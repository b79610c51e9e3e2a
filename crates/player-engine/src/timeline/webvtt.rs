//! WebVTT parsing: header validation, `X-TIMESTAMP-MAP` extraction and cue
//! blocks. Cue timestamps are left file-local; the timeline controller maps
//! them onto the presentation timeline using the timestamp map, the initial
//! PTS and the discontinuity chain.

use crate::error::EngineError;
use crate::events::Cue;
use tracing::trace;

/// `X-TIMESTAMP-MAP=MPEGTS:<ticks>,LOCAL:<timestamp>` header values.
#[derive(Debug, Clone, Copy, PartialEq)]
pub struct VttTimestampMap {
    /// 90 kHz ticks on the media timeline.
    pub mpegts: i64,
    /// The local cue time those ticks correspond to, in seconds.
    pub local: f64,
}

#[derive(Debug, Clone, Default)]
pub struct VttFile {
    pub timestamp_map: Option<VttTimestampMap>,
    pub cues: Vec<Cue>,
}

/// Parse a WebVTT payload into file-local cues.
pub fn parse_webvtt(payload: &[u8]) -> Result<VttFile, EngineError> {
    let text = std::str::from_utf8(payload).map_err(|e| EngineError::SubtitleParse {
        reason: format!("payload is not UTF-8: {e}"),
    })?;
    let text = text.trim_start_matches('\u{feff}');

    let mut lines = text.lines();
    let header = lines.next().unwrap_or_default();
    if !header.starts_with("WEBVTT") {
        return Err(EngineError::SubtitleParse {
            reason: "missing WEBVTT header".to_string(),
        });
    }

    let mut file = VttFile::default();

    // Remaining header lines until the first blank line.
    for line in lines.by_ref() {
        let line = line.trim();
        if line.is_empty() {
            break;
        }
        if let Some(rest) = line.strip_prefix("X-TIMESTAMP-MAP=") {
            file.timestamp_map = parse_timestamp_map(rest);
        }
    }

    let mut block: Vec<&str> = Vec::new();
    for line in lines.chain(std::iter::once("")) {
        if line.trim().is_empty() {
            if !block.is_empty() {
                if let Some(cue) = parse_cue_block(&block) {
                    file.cues.push(cue);
                }
                block.clear();
            }
        } else {
            block.push(line);
        }
    }

    trace!(cues = file.cues.len(), "parsed WebVTT payload");
    Ok(file)
}

fn parse_timestamp_map(rest: &str) -> Option<VttTimestampMap> {
    let mut mpegts: Option<i64> = None;
    let mut local: Option<f64> = None;
    for part in rest.split(',') {
        let (key, val) = part.split_once(':')?;
        match key.trim() {
            "MPEGTS" => mpegts = val.trim().parse().ok(),
            "LOCAL" => local = parse_timestamp(val.trim()),
            _ => {}
        }
    }
    Some(VttTimestampMap {
        mpegts: mpegts?,
        local: local?,
    })
}

fn parse_cue_block(block: &[&str]) -> Option<Cue> {
    let first = block.first()?;
    if first.starts_with("NOTE") || first.starts_with("STYLE") || first.starts_with("REGION") {
        return None;
    }

    let (id, timing_idx) = if first.contains("-->") {
        (None, 0)
    } else if block.len() > 1 && block[1].contains("-->") {
        (Some(first.trim().to_string()), 1)
    } else {
        return None;
    };

    let timing = block[timing_idx];
    let (start_str, rest) = timing.split_once("-->")?;
    // Cue settings after the end timestamp are ignored.
    let end_str = rest.trim().split_whitespace().next()?;
    let start = parse_timestamp(start_str.trim())?;
    let end = parse_timestamp(end_str)?;
    if end < start {
        return None;
    }

    let text = block[timing_idx + 1..].join("\n");
    Some(Cue {
        id,
        start,
        end,
        text,
    })
}

/// Parse `[hh:]mm:ss.mmm` into seconds.
pub fn parse_timestamp(s: &str) -> Option<f64> {
    let parts: Vec<&str> = s.split(':').collect();
    let (h, m, sec) = match parts.as_slice() {
        [h, m, s] => (h.parse::<u64>().ok()?, m.parse::<u64>().ok()?, *s),
        [m, s] => (0, m.parse::<u64>().ok()?, *s),
        _ => return None,
    };
    let seconds = sec.parse::<f64>().ok()?;
    if seconds < 0.0 || seconds >= 60.0 {
        return None;
    }
    Some(h as f64 * 3600.0 + m as f64 * 60.0 + seconds)
}

#[cfg(test)]
mod tests {
    use super::*;

    #[test]
    fn rejects_payload_without_header() {
        assert!(parse_webvtt(b"1\n00:00.000 --> 00:01.000\nhi\n").is_err());
    }

    #[test]
    fn parses_cues_with_and_without_ids() {
        let vtt = b"WEBVTT\n\n\
first\n00:00:01.000 --> 00:00:02.500\nHello\n\n\
00:03.000 --> 00:04.000 align:middle\nWorld\nline two\n";
        let file = parse_webvtt(vtt).unwrap();
        assert_eq!(file.cues.len(), 2);

        assert_eq!(file.cues[0].id.as_deref(), Some("first"));
        assert_eq!(file.cues[0].start, 1.0);
        assert_eq!(file.cues[0].end, 2.5);
        assert_eq!(file.cues[0].text, "Hello");

        assert_eq!(file.cues[1].id, None);
        assert_eq!(file.cues[1].start, 3.0);
        assert_eq!(file.cues[1].text, "World\nline two");
    }

    #[test]
    fn parses_timestamp_map() {
        let vtt = b"WEBVTT\nX-TIMESTAMP-MAP=MPEGTS:900000,LOCAL:00:00:00.000\n\n\
00:00.000 --> 00:01.000\nhi\n";
        let file = parse_webvtt(vtt).unwrap();
        assert_eq!(
            file.timestamp_map,
            Some(VttTimestampMap {
                mpegts: 900_000,
                local: 0.0
            })
        );
    }

    #[test]
    fn timestamp_map_accepts_either_order() {
        let vtt = b"WEBVTT\nX-TIMESTAMP-MAP=LOCAL:00:00:02.000,MPEGTS:180000\n\n\
00:00.000 --> 00:01.000\nhi\n";
        let file = parse_webvtt(vtt).unwrap();
        let map = file.timestamp_map.unwrap();
        assert_eq!(map.mpegts, 180_000);
        assert_eq!(map.local, 2.0);
    }

    #[test]
    fn note_blocks_are_skipped() {
        let vtt = b"WEBVTT\n\nNOTE this is a comment\nacross lines\n\n\
00:00.000 --> 00:01.000\nhi\n";
        let file = parse_webvtt(vtt).unwrap();
        assert_eq!(file.cues.len(), 1);
    }

    #[test]
    fn malformed_timing_lines_are_dropped() {
        let vtt = b"WEBVTT\n\n00:00.000 -> 00:01.000\nbad arrow\n\n\
00:02.000 --> 00:01.000\nbackwards\n\n00:05.000 --> 00:06.000\ngood\n";
        let file = parse_webvtt(vtt).unwrap();
        assert_eq!(file.cues.len(), 1);
        assert_eq!(file.cues[0].text, "good");
    }

    #[test]
    fn timestamps_require_sane_seconds() {
        assert_eq!(parse_timestamp("00:00:61.000"), None);
        assert_eq!(parse_timestamp("01:02:03.500"), Some(3723.5));
        assert_eq!(parse_timestamp("02:03.500"), Some(123.5));
        assert_eq!(parse_timestamp("garbage"), None);
    }

    #[test]
    fn bom_is_tolerated() {
        let vtt = "\u{feff}WEBVTT\n\n00:00.000 --> 00:01.000\nhi\n";
        assert!(parse_webvtt(vtt.as_bytes()).is_ok());
    }
}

# # #

## Task directions
Only the lines from the beginning of the material through the line with "into file-local cues." should appear in the answer, each copied exactly.

## Exercise solution
repository b79610c51e9e3e2a
filename crates/player-engine/src/timeline/webvtt.rs
//! WebVTT parsing: header validation, `X-TIMESTAMP-MAP` extraction and cue
//! blocks. Cue timestamps are left file-local; the timeline controller maps
//! them onto the presentation timeline using the timestamp map, the initial
//! PTS and the discontinuity chain.

use crate::error::EngineError;
use crate::events::Cue;
use tracing::trace;

/// `X-TIMESTAMP-MAP=MPEGTS:<ticks>,LOCAL:<timestamp>` header values.
#[derive(Debug, Clone, Copy, PartialEq)]
pub struct VttTimestampMap {
    /// 90 kHz ticks on the media timeline.
    pub mpegts: i64,
    /// The local cue time those ticks correspond to, in seconds.
    pub local: f64,
}

#[derive(Debug, Clone, Default)]
pub struct VttFile {
    pub timestamp_map: Option<VttTimestampMap>,
    pub cues: Vec<Cue>,
}

/// Parse a WebVTT payload into file-local cues.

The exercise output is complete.